### Task requirements
Among the lines below, which ones contain the word "given"? Copy every such line.

-------- Information shown

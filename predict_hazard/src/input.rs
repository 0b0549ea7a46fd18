use crate::error::{PredictError, Result};
use crate::geodesy::Coordinate;
use serde::Deserialize;

/// The base point as supplied by the caller. Callers usually hand over a whole
/// report record, so unknown fields are ignored.
#[derive(Debug, Deserialize)]
struct BaseInput {
    lat: f64,
    lng: f64,
}

/// Parses `{"lat": <number>, "lng": <number>}` (or a bare `[lat, lng]` pair)
/// into a validated coordinate.
pub fn parse_base(json: &str) -> Result<Coordinate> {
    let input: BaseInput = serde_json::from_str(json)
        .map_err(|e| PredictError::InvalidInput(format!("malformed base coordinate: {e}")))?;
    Coordinate::new(input.lat, input.lng)
}
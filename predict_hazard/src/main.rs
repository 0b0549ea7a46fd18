use anyhow::Context;
use clap::{value_parser, Arg, ArgAction, Command};
use predict_hazard::policy::Hazard;
use predict_hazard::{input, predict, PredictError};
use rand::rngs::StdRng;
use rand::SeedableRng;
use std::io::{self, BufWriter, IsTerminal, Write};
use tracing::{error, info};
use tracing_subscriber::filter::LevelFilter;
use tracing_subscriber::EnvFilter;

/// The fatal error from `main` is logged here and this target is always
/// enabled at `error`, whatever RUST_LOG says.
const FATAL_TARGET: &str = "predict_hazard::fatal";

fn main() {
    let args = parse_cmdline();
    if let Err(e) = init_tracing(args.verbosity) {
        eprintln!("failed to set up logging: {e:#}");
        std::process::exit(1);
    }

    if let Err(e) = run(args) {
        error!(target: FATAL_TARGET, "{:#}", e);
        std::process::exit(1);
    }
}

fn init_tracing(verbosity: u8) -> anyhow::Result<()> {
    let level = match verbosity {
        0 => LevelFilter::WARN,
        1 => LevelFilter::INFO,
        2 => LevelFilter::DEBUG,
        _ => LevelFilter::TRACE,
    };
    let filter = EnvFilter::builder()
        .with_default_directive(level.into())
        .from_env_lossy()
        .add_directive(format!("{FATAL_TARGET}=error").parse()?);
    // stdout carries the JSON records only.
    tracing_subscriber::fmt()
        .with_env_filter(filter)
        .with_writer(io::stderr)
        .with_ansi(io::stderr().is_terminal())
        .init();
    Ok(())
}

fn run(args: CmdlineArgs) -> anyhow::Result<()> {
    if args.list {
        return write_policy_list();
    }

    let hazard = args
        .hazard
        .ok_or_else(|| PredictError::InvalidInput("no hazard type supplied".to_string()))?;
    let json = match args.base_json.as_deref() {
        None => {
            return Err(
                PredictError::InvalidInput("no base coordinate supplied".to_string()).into(),
            )
        }
        Some("-") => io::read_to_string(io::stdin())
            .context("failed to read the base coordinate from stdin")?,
        Some(json) => json.to_string(),
    };
    let base = input::parse_base(&json).context("failed to read the base coordinate")?;

    let mut rng = match args.seed {
        Some(seed) => StdRng::seed_from_u64(seed),
        None => StdRng::from_os_rng(),
    };

    info!(
        "{hazard}: generating {} prediction(s) from {base}",
        args.count
    );
    let policy = hazard.policy();
    let mut writer = BufWriter::new(io::stdout().lock());
    for n in 1..=args.count {
        let prediction = predict(base, policy, &mut rng)
            .with_context(|| format!("{hazard}: prediction {n} failed"))?;
        let line = serde_json::to_string(&prediction)
            .with_context(|| format!("{hazard}: failed to serialize prediction {n}"))?;
        writeln!(writer, "{line}")?;
    }
    writer.flush().context("failed to write predictions")?;

    Ok(())
}

fn write_policy_list() -> anyhow::Result<()> {
    let mut writer = BufWriter::new(io::stdout().lock());
    for hazard in Hazard::ALL {
        let policy = hazard.policy();
        writeln!(
            writer,
            "{:<22}{:<26}{:<10}{}",
            hazard.name(),
            policy.kind,
            policy.severity,
            policy.title
        )?;
    }
    writer.flush()?;
    Ok(())
}

struct CmdlineArgs {
    hazard: Option<Hazard>,
    base_json: Option<String>,
    seed: Option<u64>,
    count: u32,
    list: bool,
    verbosity: u8,
}

fn parse_cmdline() -> CmdlineArgs {
    let cmd = Command::new("predict_hazard")
        .version("0.1.0")
        .about("Generates a mock predicted hazard location near a base coordinate and prints it as JSON.")
        .arg(
            Arg::new("hazard")
                .value_name("HAZARD")
                .required_unless_present("list")
                .value_parser(|s: &str| s.parse::<Hazard>())
                .help("The hazard policy: coral, deforestation, deforestation-offset or plastic.")
        )
        .arg(
            Arg::new("base")
                .value_name("JSON")
                .help(r#"The base coordinate as {"lat": <number>, "lng": <number>}, or '-' to read it from stdin."#)
        )
        .arg(
            Arg::new("seed")
                .long("seed")
                .value_name("SEED")
                .value_parser(value_parser!(u64))
                .help("Seeds the random source so that output is reproducible.")
        )
        .arg(
            Arg::new("count")
                .long("count")
                .short('n')
                .value_name("N")
                .default_value("1")
                .value_parser(value_parser!(u32).range(1..))
                .help("The number of predictions to generate, one JSON object per line.")
        )
        .arg(
            Arg::new("list")
                .long("list")
                .action(ArgAction::SetTrue)
                .help("Lists the available hazard policies and exits.")
        )
        .arg(
            Arg::new("verbose")
                .long("verbose")
                .short('v')
                .action(ArgAction::Count)
                .help("Increases log verbosity on stderr; repeat for more detail.")
        );

    let m = cmd.get_matches();
    CmdlineArgs {
        hazard: m.get_one::<Hazard>("hazard").copied(),
        base_json: m.get_one::<String>("base").cloned(),
        seed: m.get_one::<u64>("seed").copied(),
        count: m.get_one::<u32>("count").copied().unwrap_or(1),
        list: m.get_flag("list"),
        verbosity: m.get_count("verbose"),
    }
}
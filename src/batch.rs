//! Batch controller: run a list of album IDs against the record store.
//!
//! ## Flow per batch
//!
//! ```text
//! raw text ──▶ normalize_ids ──▶ for each id (sequential):
//!                                  ├─ recorded? ──▶ prompt ──no──▶ SkippedDuplicate
//!                                  ├─ lookup_detail ──err──▶ Failed
//!                                  ├─ fetch_and_assemble ──err──▶ Failed
//!                                  └─ add_record ─▶ reset scratch ─▶ Succeeded
//!                                final scratch reset ─▶ Finished
//! ```
//!
//! Albums are processed strictly one at a time. A failure is confined to
//! its own identifier: it is reported and the loop moves on. Only an empty
//! identifier list ends a batch early. There is no cancellation; a started
//! batch runs to the end.

use crate::config::DownloaderConfig;
use crate::error::{Album2PdfError, ItemError};
use crate::progress::{event_channel, BatchEvent, EventSender, OverwritePrompt};
use crate::record::RecordStore;
use crate::source::AlbumSource;
use crate::workspace::reset_scratch_dir;
use serde::Serialize;
use std::collections::HashSet;
use std::path::PathBuf;
use std::sync::Arc;
use tokio::task::JoinHandle;
use tokio_stream::wrappers::ReceiverStream;
use tracing::{debug, info, warn};

/// Split on whitespace, drop empty tokens, and deduplicate keeping the
/// first occurrence of each identifier.
pub fn normalize_ids(raw: &str) -> Vec<String> {
    let mut seen = HashSet::new();
    raw.split_whitespace()
        .filter(|id| seen.insert(*id))
        .map(str::to_string)
        .collect()
}

/// Terminal state of one identifier within a batch.
#[derive(Debug, Clone, PartialEq, Serialize)]
#[serde(tag = "status", rename_all = "snake_case")]
pub enum ItemStatus {
    /// Already recorded; re-download declined.
    SkippedDuplicate { title: String },
    /// Lookup or fetch failed.
    Failed { error: ItemError },
    /// PDF written (its record may still have failed to persist).
    Succeeded { title: String, artifact: PathBuf },
}

/// Outcome for one identifier.
#[derive(Debug, Clone, PartialEq, Serialize)]
pub struct ItemOutcome {
    pub id: String,
    #[serde(flatten)]
    pub status: ItemStatus,
}

/// Aggregate result of a batch, in processing order.
#[derive(Debug, Clone, Default, PartialEq, Serialize)]
pub struct BatchSummary {
    /// Unique identifiers in the batch.
    pub total: usize,
    pub succeeded: usize,
    pub skipped: usize,
    pub failed: usize,
    pub outcomes: Vec<ItemOutcome>,
}

impl BatchSummary {
    fn new(total: usize) -> Self {
        Self {
            total,
            outcomes: Vec::with_capacity(total),
            ..Default::default()
        }
    }

    fn push(&mut self, outcome: ItemOutcome) {
        match outcome.status {
            ItemStatus::SkippedDuplicate { .. } => self.skipped += 1,
            ItemStatus::Failed { .. } => self.failed += 1,
            ItemStatus::Succeeded { .. } => self.succeeded += 1,
        }
        self.outcomes.push(outcome);
    }

    /// Identifiers that failed, in processing order.
    pub fn failed_ids(&self) -> Vec<&str> {
        self.outcomes
            .iter()
            .filter(|o| matches!(o.status, ItemStatus::Failed { .. }))
            .map(|o| o.id.as_str())
            .collect()
    }
}

/// Sequences album downloads against a [`RecordStore`] and an [`AlbumSource`].
pub struct BatchController {
    config: DownloaderConfig,
    records: Arc<RecordStore>,
    source: Arc<dyn AlbumSource>,
    prompt: Arc<dyn OverwritePrompt>,
}

impl BatchController {
    pub fn new(
        config: DownloaderConfig,
        records: Arc<RecordStore>,
        source: Arc<dyn AlbumSource>,
        prompt: Arc<dyn OverwritePrompt>,
    ) -> Self {
        Self {
            config,
            records,
            source,
            prompt,
        }
    }

    /// The record store this controller writes to.
    pub fn records(&self) -> &Arc<RecordStore> {
        &self.records
    }

    /// Run a batch on a background task.
    ///
    /// Events stream through the returned handle; drain them (or drop the
    /// stream) so the worker is never held up by a full buffer.
    pub fn spawn(self: Arc<Self>, raw_ids: impl Into<String>) -> BatchHandle {
        let (events, rx) = event_channel(self.config.event_buffer);
        let raw_ids = raw_ids.into();
        let join = tokio::spawn(async move { self.run_batch(&raw_ids, &events).await });
        BatchHandle {
            events: ReceiverStream::new(rx),
            join,
        }
    }

    /// Process every unique identifier in `raw_ids`, reporting through `events`.
    ///
    /// # Errors
    /// Only [`Album2PdfError::EmptyInput`]; every other failure is reported
    /// as an event and recorded in the summary.
    pub async fn run_batch(
        &self,
        raw_ids: &str,
        events: &EventSender,
    ) -> Result<BatchSummary, Album2PdfError> {
        let ids = normalize_ids(raw_ids);
        if ids.is_empty() {
            warn!("Batch started with no album IDs");
            events.emit(BatchEvent::NoInput).await;
            return Err(Album2PdfError::EmptyInput);
        }

        let total = ids.len();
        info!("Starting batch of {} albums", total);
        events.emit(BatchEvent::Started { total }).await;
        events.emit(BatchEvent::Progress { value: 0, max: total }).await;

        let mut summary = BatchSummary::new(total);
        for (idx, id) in ids.into_iter().enumerate() {
            let index = idx + 1;
            let status = self.process_one(&id, index, total, events).await;
            summary.push(ItemOutcome { id, status });
            events
                .emit(BatchEvent::Progress {
                    value: index,
                    max: total,
                })
                .await;
        }

        self.clean_scratch(events).await;

        info!(
            "Batch finished: {} saved, {} skipped, {} failed",
            summary.succeeded, summary.skipped, summary.failed
        );
        events.emit(BatchEvent::Finished(summary.clone())).await;
        Ok(summary)
    }

    async fn process_one(
        &self,
        id: &str,
        index: usize,
        total: usize,
        events: &EventSender,
    ) -> ItemStatus {
        // ── Duplicate check ──────────────────────────────────────────────
        if self.records.is_downloaded(id) {
            let title = self.records.get_title(id);
            if !self.prompt.confirm_overwrite(id, &title).await {
                info!("Album {}: already downloaded, skipping", id);
                events
                    .emit(BatchEvent::DuplicateSkipped {
                        id: id.to_string(),
                        title: title.clone(),
                    })
                    .await;
                return ItemStatus::SkippedDuplicate { title };
            }
            debug!("Album {}: re-download confirmed", id);
        }

        events
            .emit(BatchEvent::ItemStarted {
                id: id.to_string(),
                index,
                total,
            })
            .await;

        // ── Fetch ────────────────────────────────────────────────────────
        let mut detail = match self.source.lookup_detail(id).await {
            Ok(detail) => detail,
            Err(e) => {
                let error = ItemError::LookupFailed {
                    id: id.to_string(),
                    detail: e.to_string(),
                };
                return self.fail(error, events).await;
            }
        };
        if detail.id.is_empty() {
            detail.id = id.to_string();
        }
        events
            .emit(BatchEvent::TitleResolved {
                id: id.to_string(),
                title: detail.title.clone(),
            })
            .await;

        let artifact = match self.source.fetch_and_assemble(&detail).await {
            Ok(path) => path,
            Err(e) => {
                let error = ItemError::FetchFailed {
                    id: id.to_string(),
                    detail: e.to_string(),
                };
                return self.fail(error, events).await;
            }
        };
        info!("Album {}: saved {}", id, artifact.display());
        events
            .emit(BatchEvent::ItemSucceeded {
                id: id.to_string(),
                title: detail.title.clone(),
                artifact: artifact.clone(),
            })
            .await;

        // ── Record + cleanup ─────────────────────────────────────────────
        self.save_record(id, &detail.title, events).await;
        self.clean_scratch(events).await;

        ItemStatus::Succeeded {
            title: detail.title,
            artifact,
        }
    }

    async fn fail(&self, error: ItemError, events: &EventSender) -> ItemStatus {
        warn!("{}", error);
        events
            .emit(BatchEvent::ItemFailed {
                error: error.clone(),
            })
            .await;
        ItemStatus::Failed { error }
    }

    async fn save_record(&self, id: &str, title: &str, events: &EventSender) {
        let records = Arc::clone(&self.records);
        let (owned_id, owned_title) = (id.to_string(), title.to_string());
        let result = tokio::task::spawn_blocking(move || records.add_record(&owned_id, &owned_title))
            .await
            .unwrap_or_else(|e| Err(Album2PdfError::Internal(format!("record task panicked: {}", e))));

        let detail = match result {
            Ok(()) => return,
            Err(Album2PdfError::RecordWrite { detail, .. }) => detail,
            Err(other) => other.to_string(),
        };
        warn!("Album {}: record not persisted: {}", id, detail);
        events
            .emit(BatchEvent::RecordNotSaved {
                id: id.to_string(),
                detail,
            })
            .await;
    }

    async fn clean_scratch(&self, events: &EventSender) {
        let scratch = self.config.scratch_dir();
        let result = reset_scratch_dir(
            &scratch,
            self.config.cleanup_attempts,
            self.config.cleanup_backoff(),
        )
        .await;

        let event = match result {
            Ok(attempts) => BatchEvent::ScratchCleaned { attempts },
            Err(Album2PdfError::ScratchCleanup {
                path,
                attempts,
                detail,
            }) => BatchEvent::ScratchCleanupFailed {
                path,
                attempts,
                detail,
            },
            Err(other) => BatchEvent::ScratchCleanupFailed {
                path: scratch,
                attempts: self.config.cleanup_attempts,
                detail: other.to_string(),
            },
        };
        events.emit(event).await;
    }
}

/// A batch running on a background task.
pub struct BatchHandle {
    events: ReceiverStream<BatchEvent>,
    join: JoinHandle<Result<BatchSummary, Album2PdfError>>,
}

impl BatchHandle {
    /// Ordered event stream; ends when the batch finishes.
    pub fn events(&mut self) -> &mut ReceiverStream<BatchEvent> {
        &mut self.events
    }

    /// Wait for the batch to finish. Undrained events are discarded.
    pub async fn wait(self) -> Result<BatchSummary, Album2PdfError> {
        let BatchHandle { events, join } = self;
        drop(events);
        join.await
            .map_err(|e| Album2PdfError::Internal(format!("batch task failed: {}", e)))?
    }
}
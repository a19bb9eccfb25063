//! Batch events and the overwrite prompt: the seam to the presentation layer.
//!
//! The batch worker never touches UI state. Every outcome is a
//! [`BatchEvent`] pushed into a bounded `tokio::sync::mpsc` channel that the
//! host (CLI, GUI, web socket bridge) drains at its own pace. The worker
//! does not wait for events to be handled, and a dropped receiver is
//! ignored: the batch runs to completion either way.
//!
//! The one place the worker does wait is [`OverwritePrompt`]: when an album
//! is already recorded, the batch pauses until the host answers yes or no.
//!
//! # Example
//!
//! ```rust
//! use album2pdf::{event_channel, BatchEvent};
//!
//! # tokio_test::block_on(async {
//! let (events, mut rx) = event_channel(16);
//! events.emit(BatchEvent::Started { total: 2 }).await;
//! drop(events);
//!
//! while let Some(event) = rx.recv().await {
//!     println!("{event}");
//! }
//! # });
//! ```

use crate::batch::BatchSummary;
use crate::error::ItemError;
use async_trait::async_trait;
use serde::Serialize;
use std::fmt;
use std::path::PathBuf;
use tokio::sync::mpsc;
use tracing::trace;

/// One entry in the ordered status log of a batch.
#[derive(Debug, Clone, PartialEq, Serialize)]
#[serde(tag = "event", rename_all = "snake_case")]
pub enum BatchEvent {
    /// The identifier list was empty; nothing was processed.
    NoInput,
    /// Batch size after deduplication.
    Started { total: usize },
    /// An album passed the duplicate check and is about to be fetched.
    ItemStarted { id: String, index: usize, total: usize },
    /// Title metadata arrived for an album.
    TitleResolved { id: String, title: String },
    /// Already recorded and the prompt declined a re-download.
    DuplicateSkipped { id: String, title: String },
    /// PDF written.
    ItemSucceeded {
        id: String,
        title: String,
        artifact: PathBuf,
    },
    /// Lookup or fetch failed; the batch moves on.
    ItemFailed { error: ItemError },
    /// The PDF exists but its record could not be persisted.
    RecordNotSaved { id: String, detail: String },
    /// Scratch directory reset succeeded on the given attempt.
    ScratchCleaned { attempts: u32 },
    /// Scratch directory reset gave up; the batch continues regardless.
    ScratchCleanupFailed {
        path: PathBuf,
        attempts: u32,
        detail: String,
    },
    /// Monotonic progress: `value` of `max` albums reached a terminal state.
    Progress { value: usize, max: usize },
    /// Batch complete.
    Finished(BatchSummary),
}

impl fmt::Display for BatchEvent {
    fn fmt(&self, f: &mut fmt::Formatter<'_>) -> fmt::Result {
        match self {
            BatchEvent::NoInput => write!(f, "No album IDs given, nothing to do"),
            BatchEvent::Started { total } => {
                write!(f, "Found {total} album IDs, starting…")
            }
            BatchEvent::ItemStarted { id, index, total } => {
                write!(f, "=== Processing album {id} ({index}/{total}) ===")
            }
            BatchEvent::TitleResolved { title, .. } => write!(f, "Title: {title}"),
            BatchEvent::DuplicateSkipped { id, title } => {
                write!(f, "Skipped album {id}: already downloaded as \"{title}\"")
            }
            BatchEvent::ItemSucceeded {
                title, artifact, ..
            } => write!(f, "Saved \"{title}\" → {}", artifact.display()),
            BatchEvent::ItemFailed { error } => write!(f, "Failed: {error}"),
            BatchEvent::RecordNotSaved { id, detail } => {
                write!(f, "Record for album {id} not saved: {detail}")
            }
            BatchEvent::ScratchCleaned { attempts } => {
                write!(f, "Scratch directory cleaned (attempt {attempts})")
            }
            BatchEvent::ScratchCleanupFailed {
                path,
                attempts,
                detail,
            } => write!(
                f,
                "Scratch directory cleanup failed after {attempts} attempts: {} ({detail})",
                path.display()
            ),
            BatchEvent::Progress { value, max } => write!(f, "{value}/{max}"),
            BatchEvent::Finished(summary) => write!(
                f,
                "All done: {} saved, {} skipped, {} failed",
                summary.succeeded, summary.skipped, summary.failed
            ),
        }
    }
}

/// Sending half of the batch event channel.
#[derive(Debug, Clone)]
pub struct EventSender {
    tx: mpsc::Sender<BatchEvent>,
}

impl EventSender {
    pub fn new(tx: mpsc::Sender<BatchEvent>) -> Self {
        Self { tx }
    }

    /// A sender whose events go nowhere.
    pub fn detached() -> Self {
        let (tx, _) = mpsc::channel(1);
        Self { tx }
    }

    /// Queue an event. Waits only while the buffer is full; never fails.
    pub async fn emit(&self, event: BatchEvent) {
        if let Err(e) = self.tx.send(event).await {
            trace!("event receiver dropped, discarding {:?}", e.0);
        }
    }
}

/// Create a bounded event channel with room for `capacity` pending events.
pub fn event_channel(capacity: usize) -> (EventSender, mpsc::Receiver<BatchEvent>) {
    let (tx, rx) = mpsc::channel(capacity.max(1));
    (EventSender::new(tx), rx)
}

/// Asks the user whether an already-downloaded album should be fetched again.
///
/// Called by the batch worker mid-run; the batch waits for the answer.
#[async_trait]
pub trait OverwritePrompt: Send + Sync {
    /// Return `true` to download `id` again despite the existing record.
    async fn confirm_overwrite(&self, id: &str, existing_title: &str) -> bool;
}

/// Re-download every recorded album without asking.
#[derive(Debug, Clone, Copy, Default)]
pub struct AlwaysOverwrite;

#[async_trait]
impl OverwritePrompt for AlwaysOverwrite {
    async fn confirm_overwrite(&self, _id: &str, _existing_title: &str) -> bool {
        true
    }
}

/// Skip every recorded album without asking.
#[derive(Debug, Clone, Copy, Default)]
pub struct NeverOverwrite;

#[async_trait]
impl OverwritePrompt for NeverOverwrite {
    async fn confirm_overwrite(&self, _id: &str, _existing_title: &str) -> bool {
        false
    }
}

#[cfg(test)]
mod tests {
    use super::*;

    #[tokio::test]
    async fn events_arrive_in_order() {
        let (events, mut rx) = event_channel(4);
        events.emit(BatchEvent::Started { total: 2 }).await;
        events.emit(BatchEvent::Progress { value: 1, max: 2 }).await;
        drop(events);

        assert_eq!(rx.recv().await, Some(BatchEvent::Started { total: 2 }));
        assert_eq!(
            rx.recv().await,
            Some(BatchEvent::Progress { value: 1, max: 2 })
        );
        assert_eq!(rx.recv().await, None);
    }

    #[tokio::test]
    async fn detached_sender_never_blocks() {
        let events = EventSender::detached();
        for value in 0..10 {
            events.emit(BatchEvent::Progress { value, max: 10 }).await;
        }
    }

    #[tokio::test]
    async fn stock_prompts_answer_fixed() {
        assert!(AlwaysOverwrite.confirm_overwrite("A", "Foo").await);
        assert!(!NeverOverwrite.confirm_overwrite("A", "Foo").await);
    }

    #[test]
    fn skip_line_mentions_title() {
        let line = BatchEvent::DuplicateSkipped {
            id: "A".into(),
            title: "Foo".into(),
        }
        .to_string();
        assert!(line.contains('A'));
        assert!(line.contains("Foo"));
    }

    #[test]
    fn failure_line_names_id_and_cause() {
        let line = BatchEvent::ItemFailed {
            error: ItemError::FetchFailed {
                id: "C".into(),
                detail: "network unreachable".into(),
            },
        }
        .to_string();
        assert!(line.contains("C:"));
        assert!(line.contains("network unreachable"));
    }

    #[test]
    fn events_serialise_with_tag() {
        let json = serde_json::to_string(&BatchEvent::Progress { value: 1, max: 3 }).unwrap();
        assert_eq!(json, r#"{"event":"progress","value":1,"max":3}"#);
    }
}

----------------

### Task result
    /// Scratch directory reset succeeded on the given attempt.
            BatchEvent::NoInput => write!(f, "No album IDs given, nothing to do"),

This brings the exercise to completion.